Se houve tantas perdas, como é possível alguém ser premiado pelo seu desempenho? 


A história dos prémios da TAP atribuídos a 180 funcionários é quase inverosímil, atendendo a que se passa numa empresa onde o Estado tem a maioria do capital, já que a empresa teve prejuízos de 118 milhões de euros no ano passado. Se houve tantas perdas, como é possível alguém ser premiado pelo seu desempenho? Quererá a administração dizer que todos os outros funcionários, quase 10 650, é que foram responsáveis pelos prejuízos e que os 180 empregados contemplados foram os únicos que se salvaram do descalabro?

Não creio que esta seja a melhor forma de motivar equipas e de criar justiça salarial. Mas se o Estado não tem nenhum acionista com mais poder, como foi possível não saber da famosa lista publicada pelo i de ontem? Outros jornais também falaram do mal-estar que os prémios – dois de 110 mil euros para Abílio Martins e Elton D’Souza – estavam a causar na empresa, mas, com a divulgação da lista, tudo se tornou mais cristalino. O CEO da TAP deu uma explicação ainda mais bizarra: que a empresa tem uma despesa anual com salários de 700 milhões de euros e que, portanto, 1,17 milhões de prémios é uma gota nos encargos. Extraordinário, mas já agora, e porque o Estado está metido ao barulho – logo, todos nós –, qual a razão para não ter explicado o critério da atribuição dos subsídios? E o Estado? Será que, se a notícia não tivesse sido tornada pública, o Governo teria feito alguma coisa, ou continuaria a assobiar para o lado para não incomodar o acionista privado?

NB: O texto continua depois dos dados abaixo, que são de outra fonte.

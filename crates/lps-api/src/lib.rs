//! LPS API Library
//!
//! This crate provides the HTTP handlers, routing, and application setup for the landing
//! page service.

mod api_doc;
pub mod constants;
mod handlers;
pub mod setup;
pub mod telemetry;

pub mod error;
pub mod state;

pub use error::{ErrorResponse, HttpAppError};
//! Template rendering shared by generation and preview

use std::path::PathBuf;

use lps_core::config::EngineConfig;
use lps_core::models::Template;

use crate::error::{GenerationError, GenerationResult};
use crate::resolver::PathResolver;
use crate::rewriter::{rewrite_page, static_prefix};

/// Fail unless `supplied` videos cover the template's requirement.
pub(crate) fn check_capacity(template: &Template, supplied: usize) -> GenerationResult<()> {
    if supplied < template.required_videos() {
        return Err(GenerationError::CapacityViolation {
            template_id: template.id,
            supplied,
            required: template.max_videos,
        });
    }
    Ok(())
}

/// The head of the request's ordering, `max_videos` long.
pub(crate) fn select_videos(video_ids: &[i64], template: &Template) -> Vec<i64> {
    video_ids
        .iter()
        .take(template.required_videos())
        .copied()
        .collect()
}

/// Reads a template from disk and rewrites it for a selection
pub struct PageRenderer {
    resolver: PathResolver,
    templates_root: PathBuf,
}

impl PageRenderer {
    pub fn new(config: &EngineConfig) -> Self {
        Self {
            resolver: PathResolver::from_config(config),
            templates_root: config.templates_root.clone(),
        }
    }

    pub async fn render(&self, template: &Template, video_ids: &[i64]) -> GenerationResult<String> {
        let path = self.resolver.resolve(&template.html_file_path)?;
        // The file may vanish between resolution and read
        let html = tokio::fs::read_to_string(&path)
            .await
            .map_err(|source| match source.kind() {
                std::io::ErrorKind::NotFound => GenerationError::TemplateFileNotFound {
                    path: template.html_file_path.clone(),
                },
                _ => GenerationError::TemplateFileReadError {
                    path: path.display().to_string(),
                    source,
                },
            })?;

        let prefix = static_prefix(template.static_assets_path.as_deref(), &self.templates_root);
        Ok(rewrite_page(&html, &prefix, video_ids))
    }
}

#[cfg(test)]
mod tests {
    use super::*;
    use assert_matches::assert_matches;
    use chrono::Utc;
    use tempfile::tempdir;

    fn template(id: i64, html_file_path: &str, max_videos: i32) -> Template {
        Template {
            id,
            name: format!("t{}", id),
            description: None,
            thumbnail_url: None,
            html_file_path: html_file_path.to_string(),
            max_videos,
            static_assets_path: None,
            status: "active".to_string(),
            created_at: Utc::now(),
        }
    }

    #[test]
    fn test_selection_takes_head_of_request_order() {
        let t = template(1, "x.html", 2);
        assert_eq!(select_videos(&[30, 10, 20], &t), vec![30, 10]);
        assert_eq!(select_videos(&[30, 10], &t), vec![30, 10]);
    }

    #[test]
    fn test_capacity_shortfall() {
        let t = template(8, "x.html", 3);
        assert_matches!(
            check_capacity(&t, 2),
            Err(GenerationError::CapacityViolation {
                template_id: 8,
                supplied: 2,
                required: 3
            })
        );
        assert!(check_capacity(&t, 3).is_ok());
    }

    #[tokio::test]
    async fn test_render_uses_assets_prefix() {
        let dir = tempdir().unwrap();
        let config = EngineConfig::from_project_root(dir.path());
        std::fs::create_dir_all(config.templates_root.join("spring")).unwrap();
        std::fs::write(
            config.templates_root.join("spring/index.html"),
            r#"<html><body><img src="./hero.png"></body></html>"#,
        )
        .unwrap();

        let mut t = template(2, "spring/index.html", 1);
        t.static_assets_path = Some("spring".to_string());

        let page = PageRenderer::new(&config).render(&t, &[11]).await.unwrap();
        assert!(page.contains(r#"src="/templates/spring/hero.png""#));
        assert!(page.contains(">[11]</script>\n</body>"));
    }

    #[tokio::test]
    async fn test_unreadable_bytes_are_read_errors() {
        let dir = tempdir().unwrap();
        let config = EngineConfig::from_project_root(dir.path());
        std::fs::create_dir_all(&config.templates_root).unwrap();
        std::fs::write(config.templates_root.join("bad.html"), [0xff, 0xfe, 0x00]).unwrap();

        let t = template(3, "bad.html", 1);
        assert_matches!(
            PageRenderer::new(&config).render(&t, &[1]).await,
            Err(GenerationError::TemplateFileReadError { .. })
        );
    }
}
//! Application setup and initialization

pub mod database;
pub mod routes;
pub mod server;
pub mod services;

use std::sync::Arc;

use anyhow::{Context, Result};
use lps_core::Config;

use crate::state::AppState;

/// Initialize the entire application
pub async fn initialize_app(config: Config) -> Result<(Arc<AppState>, axum::Router)> {
    // Fail fast on misconfiguration
    config.validate().context("Configuration validation failed")?;

    crate::telemetry::init_tracing(config.environment())?;
    tracing::info!("Configuration loaded and validated successfully");

    let pool = database::setup_database(&config).await?;

    let state = services::initialize_services(&config, pool).await?;

    let router = routes::setup_routes(&config, state.clone())?;

    Ok((state, router))
}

Sou completamente a favor dos prémios nas empresas privadas e até públicas: os melhores funcionários devem ser compensados pelo seu empenho e profissionalismo. Não há aqui nada de miserabilista nem tão-pouco de inveja. Mas uma empresa que teve tantos prejuízos, por que carga de água é que decide pagar, com o dinheiro de todos nós, prémios a 180 iluminados, alguns dos quais, é certo, de apenas mil euros? A parte dos prémios que diz respeito ao Estado bem podia ter sido empregue nos funcionários da CP e dos transportes fluviais. Talvez todos tivéssemos um verão menos caótico.